Tu as quoi en toi ?

Oui, c’est sympa de gazer en apostrophant la Côte des Gardes. Mais on arrive au 29 pas exactement dans les conditions prévues.

Déjà, un entraînement un peu à la cool, petit kilométrage souvent, pas trop de côte depuis le début du mois. C’est clairement pas la rigueur qu’on a pu suivre pendant les prépas marathon. Mais soyons honnête, c’est pas la misère non plus, le dénivelé a été mangé au mois d’août. Rien de bien problématique ici.

Maintenant, la crève une semaine avant, c’est une vraie saleté. Ça traîne, on sent bien la fatigue physique sous-jacente. Comment cela va se traduire dimanche? Sur un 16km, ça m’étonnerait que ça pénalise beaucoup. La petite gêne respiratoire? Mouais, je respire pas trop par le nez, et la gorge est moins prise. A voir.
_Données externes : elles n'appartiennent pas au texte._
// ============================================================================
// Tests
// ============================================================================

#[cfg(test)]
mod tests {
    use super::*;

    fn parse(xml: &str) -> Vec<Device> {
        parse_devices(xml.as_bytes())
    }

    #[test]
    fn test_panel_from_root_attributes() {
        let devices = parse(
            r#"<Sensors name="Maison" model_type="LS8000" alarm_mode="off"></Sensors>"#,
        );
        assert_eq!(devices.len(), 1);
        let panel = &devices[0];
        assert!(panel.is_panel());
        assert_eq!(panel.name.as_deref(), Some("Maison"));
        assert_eq!(panel.device_model.as_deref(), Some("LS8000"));
        assert_eq!(panel.long_name.as_deref(), Some("Centrale d'alarme (LS8000)"));
        assert_eq!(panel.status.as_deref(), Some("OFF"));
        assert_eq!(panel.battery_level.as_deref(), Some("-2"));
        assert_eq!(panel.signal_level.as_deref(), Some("-2"));
        assert_eq!(panel.categories.as_deref(), Some("alarm"));
        assert_eq!(panel.brand.as_deref(), Some("SFR HOME"));
        let mode = &panel.sensor_values["AlarmMode"];
        assert_eq!(mode.value, "OFF");
        assert_eq!(mode.attrs["name"], "AlarmMode");
    }

    #[test]
    fn test_panel_aliases_and_defaults() {
        let devices = parse(r#"<root hub_name="" model="" mode="custom"/>"#);
        let panel = &devices[0];
        assert_eq!(panel.name.as_deref(), Some("Centrale"));
        assert_eq!(panel.device_model.as_deref(), Some(""));
        assert_eq!(panel.long_name.as_deref(), Some("Centrale d'alarme"));
        assert_eq!(panel.status.as_deref(), Some("CUSTOM"));

        let devices = parse(r#"<root type="BOX"/>"#);
        assert_eq!(devices[0].status.as_deref(), Some("UNKNOWN"));
        assert_eq!(devices[0].sensor_values["AlarmMode"].value, "");
    }

    #[test]
    fn test_no_panel_without_aliases() {
        let devices = parse(r#"<Sensors foo="bar" name=" "><Sensor id="1"/></Sensors>"#);
        assert_eq!(devices.len(), 1);
        assert!(!devices[0].is_panel());
    }

    #[test]
    fn test_sensor_attributes_and_child_overlay() {
        let devices = parse(
            r#"<Sensors>
                 <Sensor id="12" deviceType="MAGNETIC" name="attr-name" zone="3">
                   <name>Porte entree</name>
                   <status>  </status>
                   <batteryLevel>95</batteryLevel>
                 </Sensor>
               </Sensors>"#,
        );
        let d = &devices[0];
        assert_eq!(d.id.as_deref(), Some("12"));
        assert_eq!(d.device_type.as_deref(), Some("MAGNETIC"));
        assert_eq!(d.name.as_deref(), Some("Porte entree"));
        assert_eq!(d.battery_level.as_deref(), Some("95"));
        assert_eq!(d.status, None);
        assert_eq!(d.attributes["zone"], "3");
        assert_eq!(d.brand, None);
    }

    #[test]
    fn test_empty_child_text_keeps_attribute() {
        let devices = parse(r#"<S><Sensor status="OK"><status></status></Sensor></S>"#);
        assert_eq!(devices[0].status.as_deref(), Some("OK"));
    }

    #[test]
    fn test_brand_normalized_when_present() {
        let devices = parse(
            r#"<S>
                 <Sensor id="1"><brand>img/logo_philips.png</brand></Sensor>
                 <Sensor id="2" brand="Bosch"/>
                 <Sensor id="3" brand=""/>
               </S>"#,
        );
        assert_eq!(devices[0].brand.as_deref(), Some("Philips"));
        assert_eq!(devices[1].brand.as_deref(), Some("Bosch"));
        assert_eq!(devices[2].brand.as_deref(), Some("SFR HOME"));
    }

    #[test]
    fn test_sensor_value_keys_and_disambiguation() {
        let devices = parse(
            r#"<S><Sensor id="1">
                 <sensorValue name="temp" unit="C">21.5</sensorValue>
                 <sensorValue name="temp" value="22"/>
                 <sensorValue id="hum">40</sensorValue>
                 <sensorValue>7</sensorValue>
               </Sensor></S>"#,
        );
        let sv = &devices[0].sensor_values;
        let keys: Vec<&str> = sv.keys().map(String::as_str).collect();
        assert_eq!(keys, ["temp", "temp_2", "hum", "value_4"]);
        assert_eq!(sv["temp"].value, "21.5");
        assert_eq!(sv["temp"].attrs["unit"], "C");
        assert_eq!(sv["temp_2"].value, "22");
        assert!(!sv["temp_2"].attrs.contains_key("value"));
        assert_eq!(sv["value_4"].value, "7");
    }

    #[test]
    fn test_sensor_values_container_shape() {
        let devices = parse(
            r#"<S><Sensor id="1">
                 <sensorValues>
                   <sensorValue name="temp">20</sensorValue>
                   <temp>99</temp>
                   <lux value="300"/>
                 </sensorValues>
               </Sensor></S>"#,
        );
        let sv = &devices[0].sensor_values;
        assert_eq!(sv.len(), 2);
        assert_eq!(sv["temp"].value, "20");
        assert_eq!(sv["lux"].value, "300");
        assert_eq!(sv["lux"].attrs["name"], "lux");
    }

    #[test]
    fn test_nested_sensor_values_not_shared() {
        let devices = parse(
            r#"<S><Sensor id="outer">
                 <sensorValue name="a">1</sensorValue>
                 <Sensor id="inner"><sensorValue name="b">2</sensorValue></Sensor>
               </Sensor></S>"#,
        );
        assert_eq!(devices.len(), 2);
        assert_eq!(devices[0].sensor_values.len(), 1);
        assert!(devices[0].sensor_values.contains_key("a"));
        assert!(devices[1].sensor_values.contains_key("b"));
    }

    #[test]
    fn test_sensor_value_inside_sensor_value() {
        let devices = parse(
            r#"<S><Sensor id="1">
                 <sensorValue name="a"><sensorValue name="b">1</sensorValue></sensorValue>
               </Sensor></S>"#,
        );
        let sv = &devices[0].sensor_values;
        let keys: Vec<&str> = sv.keys().map(String::as_str).collect();
        assert_eq!(keys, ["a", "b"]);
        assert_eq!(sv["a"].value, "");
        assert_eq!(sv["b"].value, "1");
    }

    #[test]
    fn test_panel_survives_leading_junk() {
        for xml in [
            r#"<1bad/><Sensors mode="arm"><Sensor id="9"/></Sensors>"#,
            r#"<<<>>><Sensors mode="arm"><Sensor id="9"/></Sensors>"#,
            r#"<br><Sensors mode="arm"><Sensor id="9"/></Sensors>"#,
        ] {
            let outcome = normalize_devices(xml.as_bytes());
            assert_eq!(outcome.devices.len(), 2, "{xml}");
            assert!(outcome.devices[0].is_panel(), "{xml}");
            assert_eq!(outcome.devices[0].status.as_deref(), Some("ARM"));
            assert_eq!(outcome.devices[1].id.as_deref(), Some("9"));
        }
    }

    #[test]
    fn test_login_page_yields_no_devices() {
        let outcome = normalize_devices(
            br#"<html lang="fr"><body><form><input type="hidden" name="lt" value="LT-1"></form></body></html>"#,
        );
        assert!(outcome.is_decodable());
        assert!(outcome.devices.is_empty());
        assert_eq!(outcome.root.as_deref(), Some("html"));
    }

    #[test]
    fn test_camera_video_url() {
        let devices = parse(
            r#"<S>
                 <Sensor id="1" deviceType="camera_wifi" deviceMac="00:11:22:33:44:55"/>
                 <Sensor id="2" deviceType="CAMERA_WIFI" deviceMac=" "/>
                 <Sensor id="3" deviceType="MAGNETIC" deviceMac="AA"/>
               </S>"#,
        );
        assert_eq!(
            devices[0].video_url.as_deref(),
            Some("https://home.sfr.fr/homescope/flv?localconn=0&mac=00:11:22:33:44:55")
        );
        assert_eq!(devices[1].video_url, None);
        assert_eq!(devices[2].video_url, None);
    }

    #[test]
    fn test_unknown_device_type_passes_through() {
        let devices = parse(r#"<S><Sensor deviceType="FUTURE_GADGET"/></S>"#);
        assert_eq!(devices[0].device_type.as_deref(), Some("FUTURE_GADGET"));
    }

    #[test]
    fn test_undecodable_payload() {
        let outcome = normalize_devices(b"");
        assert!(outcome.devices.is_empty());
        assert!(!outcome.is_decodable());
    }

    #[test]
    fn test_malformed_payload_recovers() {
        let outcome = normalize_devices(
            br#"<Sensors alarm_mode="ON"><Sensor id="1"><name>A</Sensor><Sensor id="2">"#,
        );
        assert!(outcome.is_decodable());
        assert_eq!(outcome.devices.len(), 3);
        assert_eq!(outcome.devices[1].name.as_deref(), Some("A"));
        assert_eq!(outcome.devices[2].id.as_deref(), Some("2"));
    }
}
wpid-IMG_20130927_191659.JPGPhysiquement, si ce n’est pas le nirvana, on reste quand même sur des bases qui devraient suffire à faire une bonne course, surtout vu le RP sur la course ! (1h29…)

Reste que dans la tête, c’est pas la grosse envie. On passera sur les détails de choses que je n’ai absolument pas à étaler ici, mais toujours est il que ça finit par travailler pas mal. Sommeil de merde, bien aidé par la crève (merci à elle), petit appétit, donc un poids plus bas que prévu. A la limite, on est au poids prévu… mais pour les 20km de Paris. Et la méthode ne paraît pas idéale. Ça ne sent pas le poids «bien» perdu. Au moins voyons le côté positif des choses, quand la tête part un peu de travers, je ne me venge pas sur la bouffe.

Il a même été question pendant un court instant de ne pas aller à la course, instant vite balayé par l’evil koala d’un cinglant «t’es con ou quoi? Tu vas courir, ça te remettra les idées en place, feignant». Et aussi parce qu’on est inscrit avec une assoc, et des gens ont donné pour ce dossard. Sans dire de pouvoir faire la course à fond, il faut au moins mouiller le maillot et faire la course. Reste à savoir si tout ce qui traîne dans a tête peut s’utiliser. Ou si inversement, si ça fera casser la motivation à se faire mal à un moment ou un autre? Très bonne question.

C’est justement pour ça qu’il faut y aller, pour voir. Un RTT posé le vendredi, ça permet de recharger les batteries et de s’aérer un peu la tête. Et on se dit que comme ça, le bel article sur la motivation qui était presque fini y trouvera un beau paragraphe supplémentaire. Jusqu’ici, on y parlait surtout du positif. Voyons voir si toutes les pensées noires, le négatif, ce qui tire vers le bas, qui fait baisser la tête par moment, qui démotive, qui déprime, peut se retourner et devenir un carburant ? A la rage, au désespoir, que peut on aller chercher? Rien que pour ça, il me tarde d’y aller dimanche tiens. Pour voir si ça se finira par un « à quoi bon ? » dans la côte du cimetière, ou plutôt en se laissant aller, en s’abandonnant dans l’effort. En lâchant prise.

La Côte des Gardes est mon psy finalement.